EXERCISE DATA section start

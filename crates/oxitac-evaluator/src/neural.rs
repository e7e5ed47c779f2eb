//! One-hidden-layer tanh network over the extracted board features.
//!
//! The network consumes the 6 normalized features of [`crate::feature`],
//! runs them through 10 tanh hidden units and a tanh output unit, and
//! yields a value in (−1, 1) measured for the fixed reference mark. The
//! evaluator scales that value by 1000 so it overlaps the classical
//! heuristic's range, flipping the sign when asked to score for the
//! non-reference side.
//!
//! Parameters are produced offline by the `oxitac-training` crate and
//! installed here once training completes; the evaluator itself never
//! mutates them. An untrained evaluator must not be queried: callers
//! check [`NeuralEvaluator::is_trained`] and fall back to the classical
//! heuristic (see [`crate::EvaluatorKind::resolve`]).

use oxitac_engine::{Board, Mark};
use serde::{Deserialize, Serialize};

use crate::{
    Evaluator,
    feature::{FEATURE_COUNT, FeatureVector, REFERENCE_MARK},
};

/// Number of hidden tanh units.
pub const HIDDEN_UNITS: usize = 10;

/// Scale mapping the (−1, 1) network output onto the classical range.
const OUTPUT_SCALE: f64 = 1000.0;

/// Trainable parameters of the network.
///
/// Mutated only by the trainer; read-only once installed into a
/// [`NeuralEvaluator`].
#[derive(Debug, Clone, PartialEq, Serialize, Deserialize)]
pub struct NeuralParams {
    /// Input-to-hidden weights, one row per hidden unit.
    pub hidden_weights: [[f64; FEATURE_COUNT]; HIDDEN_UNITS],
    /// Hidden unit biases.
    pub hidden_bias: [f64; HIDDEN_UNITS],
    /// Hidden-to-output weights.
    pub output_weights: [f64; HIDDEN_UNITS],
    /// Output unit bias.
    pub output_bias: f64,
}

impl NeuralParams {
    /// All-zero parameters, the state before any training.
    #[must_use]
    pub const fn zeroed() -> Self {
        Self {
            hidden_weights: [[0.0; FEATURE_COUNT]; HIDDEN_UNITS],
            hidden_bias: [0.0; HIDDEN_UNITS],
            output_weights: [0.0; HIDDEN_UNITS],
            output_bias: 0.0,
        }
    }

    /// Computes the hidden layer activations for a normalized input.
    #[must_use]
    pub fn hidden_activations(&self, input: &[f64; FEATURE_COUNT]) -> [f64; HIDDEN_UNITS] {
        let mut hidden = [0.0; HIDDEN_UNITS];
        for (activation, (weights, bias)) in hidden
            .iter_mut()
            .zip(self.hidden_weights.iter().zip(self.hidden_bias))
        {
            let mut z = bias;
            for (weight, x) in weights.iter().zip(input) {
                z += weight * x;
            }
            *activation = z.tanh();
        }
        hidden
    }

    /// Computes the output unit from hidden activations.
    #[must_use]
    pub fn output_from_hidden(&self, hidden: &[f64; HIDDEN_UNITS]) -> f64 {
        let mut z = self.output_bias;
        for (weight, activation) in self.output_weights.iter().zip(hidden) {
            z += weight * activation;
        }
        z.tanh()
    }

    /// Full forward pass, yielding a value in (−1, 1).
    #[must_use]
    pub fn forward(&self, input: &[f64; FEATURE_COUNT]) -> f64 {
        self.output_from_hidden(&self.hidden_activations(input))
    }
}

/// Evaluator backed by the trained network.
#[derive(Debug, Clone)]
pub struct NeuralEvaluator {
    params: NeuralParams,
    trained: bool,
}

impl Default for NeuralEvaluator {
    fn default() -> Self {
        Self::new()
    }
}

impl NeuralEvaluator {
    /// Creates an untrained evaluator with zeroed parameters.
    #[must_use]
    pub const fn new() -> Self {
        Self {
            params: NeuralParams::zeroed(),
            trained: false,
        }
    }

    /// Whether a completed training run has installed parameters.
    ///
    /// Callers must not query [`Evaluator::score`] while this is `false`.
    #[must_use]
    pub const fn is_trained(&self) -> bool {
        self.trained
    }

    /// Installs the parameters of a completed training run.
    pub fn install(&mut self, params: NeuralParams) {
        self.params = params;
        self.trained = true;
    }

    #[must_use]
    pub const fn params(&self) -> &NeuralParams {
        &self.params
    }
}

impl Evaluator for NeuralEvaluator {
    #[expect(clippy::cast_possible_truncation)]
    fn score(&self, board: &Board, perspective: Mark) -> i32 {
        debug_assert!(
            self.trained,
            "neural evaluator queried before training completed"
        );
        let input = FeatureVector::extract(board).normalized();
        let output = self.params.forward(&input);
        // Features are measured for the reference mark; scoring for the
        // other side is the same value with the sign flipped.
        let signed = if perspective == REFERENCE_MARK {
            output
        } else {
            -output
        };
        (signed * OUTPUT_SCALE) as i32
    }
}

EXERCISE DATA section end

(EXERCISE DETAILS) Reproduce, exactly as they stand in the data above, the lines from the one that holds "#[expect(clippy::cast_possible_truncation)]" to the one that holds "(signed * OUTPUT_SCALE) as i32", inclusive.

(YOUR SOLUTION)
    #[expect(clippy::cast_possible_truncation)]
    fn score(&self, board: &Board, perspective: Mark) -> i32 {
        debug_assert!(
            self.trained,
            "neural evaluator queried before training completed"
        );
        let input = FeatureVector::extract(board).normalized();
        let output = self.params.forward(&input);
        // Features are measured for the reference mark; scoring for the
        // other side is the same value with the sign flipped.
        let signed = if perspective == REFERENCE_MARK {
            output
        } else {
            -output
        };
        (signed * OUTPUT_SCALE) as i32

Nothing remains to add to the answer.